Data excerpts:
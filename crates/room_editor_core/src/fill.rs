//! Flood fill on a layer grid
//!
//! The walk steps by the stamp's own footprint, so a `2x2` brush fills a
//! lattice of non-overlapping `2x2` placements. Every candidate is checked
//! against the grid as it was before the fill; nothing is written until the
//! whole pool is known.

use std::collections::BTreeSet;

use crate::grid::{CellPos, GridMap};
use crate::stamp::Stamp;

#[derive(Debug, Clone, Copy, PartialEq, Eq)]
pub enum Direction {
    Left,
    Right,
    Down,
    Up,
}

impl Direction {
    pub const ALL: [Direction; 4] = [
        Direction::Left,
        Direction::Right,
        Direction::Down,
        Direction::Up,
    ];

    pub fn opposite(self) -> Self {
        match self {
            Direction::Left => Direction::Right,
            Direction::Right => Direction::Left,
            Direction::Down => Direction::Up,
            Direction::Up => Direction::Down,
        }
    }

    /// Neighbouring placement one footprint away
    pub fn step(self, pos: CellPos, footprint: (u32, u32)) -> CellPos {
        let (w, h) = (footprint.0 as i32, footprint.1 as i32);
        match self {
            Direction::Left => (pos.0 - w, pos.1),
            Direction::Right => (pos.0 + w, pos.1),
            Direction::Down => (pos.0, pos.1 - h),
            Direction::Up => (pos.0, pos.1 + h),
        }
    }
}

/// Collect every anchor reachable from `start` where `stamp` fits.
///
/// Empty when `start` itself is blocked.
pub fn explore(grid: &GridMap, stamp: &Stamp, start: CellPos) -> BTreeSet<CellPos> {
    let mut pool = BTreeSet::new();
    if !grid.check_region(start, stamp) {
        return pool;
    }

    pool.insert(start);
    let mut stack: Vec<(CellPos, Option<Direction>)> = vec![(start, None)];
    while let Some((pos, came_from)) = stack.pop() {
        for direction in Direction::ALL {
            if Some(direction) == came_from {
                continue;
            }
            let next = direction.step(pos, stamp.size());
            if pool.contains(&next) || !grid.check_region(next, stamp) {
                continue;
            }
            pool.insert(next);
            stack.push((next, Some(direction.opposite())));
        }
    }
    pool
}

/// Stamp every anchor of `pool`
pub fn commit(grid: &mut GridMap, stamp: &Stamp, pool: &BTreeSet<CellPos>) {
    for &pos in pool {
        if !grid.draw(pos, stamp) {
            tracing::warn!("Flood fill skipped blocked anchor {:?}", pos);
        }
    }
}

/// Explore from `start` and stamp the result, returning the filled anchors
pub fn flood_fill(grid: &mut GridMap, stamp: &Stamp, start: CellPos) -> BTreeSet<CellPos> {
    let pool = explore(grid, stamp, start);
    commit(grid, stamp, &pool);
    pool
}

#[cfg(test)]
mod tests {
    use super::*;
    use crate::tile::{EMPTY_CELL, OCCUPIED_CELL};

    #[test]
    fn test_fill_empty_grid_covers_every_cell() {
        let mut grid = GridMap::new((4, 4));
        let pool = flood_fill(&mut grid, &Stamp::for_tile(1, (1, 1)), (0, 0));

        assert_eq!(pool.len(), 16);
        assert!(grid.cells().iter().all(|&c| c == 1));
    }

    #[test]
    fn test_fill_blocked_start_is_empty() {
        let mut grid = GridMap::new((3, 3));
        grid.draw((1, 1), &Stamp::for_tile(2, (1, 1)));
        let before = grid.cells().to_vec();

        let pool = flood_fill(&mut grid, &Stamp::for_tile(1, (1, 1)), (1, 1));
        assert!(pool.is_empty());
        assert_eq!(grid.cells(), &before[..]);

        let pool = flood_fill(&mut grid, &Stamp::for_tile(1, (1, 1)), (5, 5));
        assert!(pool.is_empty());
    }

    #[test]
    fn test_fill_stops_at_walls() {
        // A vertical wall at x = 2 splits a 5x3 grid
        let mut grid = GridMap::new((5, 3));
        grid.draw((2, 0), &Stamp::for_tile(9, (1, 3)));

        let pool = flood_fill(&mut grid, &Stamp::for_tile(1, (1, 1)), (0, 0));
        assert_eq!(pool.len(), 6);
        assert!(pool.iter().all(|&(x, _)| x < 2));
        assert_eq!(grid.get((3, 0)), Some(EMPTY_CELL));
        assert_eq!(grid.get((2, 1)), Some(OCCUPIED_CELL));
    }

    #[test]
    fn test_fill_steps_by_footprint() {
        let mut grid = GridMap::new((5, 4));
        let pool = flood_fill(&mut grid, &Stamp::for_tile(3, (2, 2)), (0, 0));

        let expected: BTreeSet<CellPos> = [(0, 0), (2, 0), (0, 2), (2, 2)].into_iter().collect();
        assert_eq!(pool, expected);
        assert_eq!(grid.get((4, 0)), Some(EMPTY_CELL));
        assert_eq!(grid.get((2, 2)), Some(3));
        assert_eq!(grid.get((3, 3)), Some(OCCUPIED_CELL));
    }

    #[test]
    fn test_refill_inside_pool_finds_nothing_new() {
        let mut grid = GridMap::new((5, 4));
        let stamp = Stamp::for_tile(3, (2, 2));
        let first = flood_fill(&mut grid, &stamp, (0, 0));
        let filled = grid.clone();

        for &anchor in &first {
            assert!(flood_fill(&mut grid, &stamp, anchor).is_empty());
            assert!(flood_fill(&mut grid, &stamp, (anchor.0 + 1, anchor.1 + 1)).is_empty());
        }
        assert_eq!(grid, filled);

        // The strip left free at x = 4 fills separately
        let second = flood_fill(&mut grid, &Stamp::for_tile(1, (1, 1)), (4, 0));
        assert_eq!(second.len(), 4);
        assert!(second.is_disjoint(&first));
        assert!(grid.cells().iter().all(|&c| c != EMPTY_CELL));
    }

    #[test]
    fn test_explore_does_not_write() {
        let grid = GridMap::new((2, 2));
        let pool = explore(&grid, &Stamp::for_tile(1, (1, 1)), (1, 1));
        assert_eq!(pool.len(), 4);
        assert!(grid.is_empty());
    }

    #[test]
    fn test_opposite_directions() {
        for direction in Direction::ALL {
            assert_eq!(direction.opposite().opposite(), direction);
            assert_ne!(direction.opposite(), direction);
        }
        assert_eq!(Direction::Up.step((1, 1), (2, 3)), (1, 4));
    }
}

--

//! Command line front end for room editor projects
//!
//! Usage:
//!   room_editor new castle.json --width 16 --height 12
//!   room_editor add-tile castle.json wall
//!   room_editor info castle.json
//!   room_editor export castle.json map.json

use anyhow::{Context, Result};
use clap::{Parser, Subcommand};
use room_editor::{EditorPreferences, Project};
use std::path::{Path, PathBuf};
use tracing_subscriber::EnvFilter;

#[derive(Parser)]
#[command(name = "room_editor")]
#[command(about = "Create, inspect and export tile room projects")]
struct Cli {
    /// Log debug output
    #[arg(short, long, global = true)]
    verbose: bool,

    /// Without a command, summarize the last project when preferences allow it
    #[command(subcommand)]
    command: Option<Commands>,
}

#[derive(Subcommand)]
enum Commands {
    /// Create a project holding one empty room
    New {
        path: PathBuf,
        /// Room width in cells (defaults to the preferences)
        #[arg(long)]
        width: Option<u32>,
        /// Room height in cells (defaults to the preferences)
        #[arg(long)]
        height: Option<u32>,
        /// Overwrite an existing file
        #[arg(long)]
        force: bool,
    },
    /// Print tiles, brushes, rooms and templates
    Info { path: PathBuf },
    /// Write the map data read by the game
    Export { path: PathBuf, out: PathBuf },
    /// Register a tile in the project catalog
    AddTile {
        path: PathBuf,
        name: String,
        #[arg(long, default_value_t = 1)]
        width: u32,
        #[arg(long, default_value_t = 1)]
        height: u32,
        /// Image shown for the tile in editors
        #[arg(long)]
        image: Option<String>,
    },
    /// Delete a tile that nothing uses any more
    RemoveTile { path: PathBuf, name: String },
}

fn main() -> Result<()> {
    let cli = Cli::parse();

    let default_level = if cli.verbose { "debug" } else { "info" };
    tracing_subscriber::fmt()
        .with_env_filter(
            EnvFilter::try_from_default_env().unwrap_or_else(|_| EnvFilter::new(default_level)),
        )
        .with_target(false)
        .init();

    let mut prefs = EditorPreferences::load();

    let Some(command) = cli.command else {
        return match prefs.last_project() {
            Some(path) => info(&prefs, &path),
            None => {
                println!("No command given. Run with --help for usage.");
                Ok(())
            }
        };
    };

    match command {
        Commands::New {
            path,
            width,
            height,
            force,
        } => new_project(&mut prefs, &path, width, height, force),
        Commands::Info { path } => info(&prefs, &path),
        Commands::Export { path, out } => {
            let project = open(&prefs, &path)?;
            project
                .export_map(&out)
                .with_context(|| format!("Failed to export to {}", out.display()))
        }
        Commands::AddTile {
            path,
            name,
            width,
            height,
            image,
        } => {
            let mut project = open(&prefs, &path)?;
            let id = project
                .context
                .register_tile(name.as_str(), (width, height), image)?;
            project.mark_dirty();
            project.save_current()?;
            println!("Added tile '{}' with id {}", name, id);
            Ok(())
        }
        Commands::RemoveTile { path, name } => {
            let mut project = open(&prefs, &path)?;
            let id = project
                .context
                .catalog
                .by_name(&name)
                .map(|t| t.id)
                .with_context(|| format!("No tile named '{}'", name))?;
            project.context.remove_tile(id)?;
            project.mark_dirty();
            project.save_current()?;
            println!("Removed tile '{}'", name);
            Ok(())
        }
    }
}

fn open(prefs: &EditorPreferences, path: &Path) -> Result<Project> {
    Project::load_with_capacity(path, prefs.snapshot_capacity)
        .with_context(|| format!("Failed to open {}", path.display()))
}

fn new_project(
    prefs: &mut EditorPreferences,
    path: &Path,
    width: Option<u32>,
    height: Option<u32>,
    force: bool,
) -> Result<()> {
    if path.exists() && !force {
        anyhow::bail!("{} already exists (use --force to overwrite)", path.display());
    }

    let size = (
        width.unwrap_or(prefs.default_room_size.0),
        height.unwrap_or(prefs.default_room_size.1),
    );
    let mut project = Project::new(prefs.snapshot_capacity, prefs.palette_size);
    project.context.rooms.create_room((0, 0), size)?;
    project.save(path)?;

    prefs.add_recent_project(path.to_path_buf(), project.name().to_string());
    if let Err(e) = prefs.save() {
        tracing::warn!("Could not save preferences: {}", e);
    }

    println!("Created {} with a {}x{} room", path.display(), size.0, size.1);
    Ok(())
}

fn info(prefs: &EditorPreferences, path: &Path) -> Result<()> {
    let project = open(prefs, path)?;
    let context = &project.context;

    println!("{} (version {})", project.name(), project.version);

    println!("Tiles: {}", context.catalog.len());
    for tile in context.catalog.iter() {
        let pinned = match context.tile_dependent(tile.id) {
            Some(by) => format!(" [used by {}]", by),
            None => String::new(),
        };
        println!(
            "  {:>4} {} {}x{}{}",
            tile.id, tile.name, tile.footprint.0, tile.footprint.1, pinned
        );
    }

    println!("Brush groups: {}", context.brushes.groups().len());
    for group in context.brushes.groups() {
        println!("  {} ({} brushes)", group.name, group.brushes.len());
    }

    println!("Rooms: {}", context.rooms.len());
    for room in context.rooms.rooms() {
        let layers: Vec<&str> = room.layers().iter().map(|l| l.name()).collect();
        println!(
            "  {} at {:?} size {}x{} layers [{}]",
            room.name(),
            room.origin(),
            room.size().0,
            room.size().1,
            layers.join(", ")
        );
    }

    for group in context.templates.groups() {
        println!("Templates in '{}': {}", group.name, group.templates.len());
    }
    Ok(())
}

Task details = Output the lines of the records above exactly as they appear, from the line containing "filename crates/room_editor_core/src/fill.rs" through the line containing "use std::collections::BTreeSet;".

Completed task =
filename crates/room_editor_core/src/fill.rs
//! Flood fill on a layer grid
//!
//! The walk steps by the stamp's own footprint, so a `2x2` brush fills a
//! lattice of non-overlapping `2x2` placements. Every candidate is checked
//! against the grid as it was before the fill; nothing is written until the
//! whole pool is known.

use std::collections::BTreeSet;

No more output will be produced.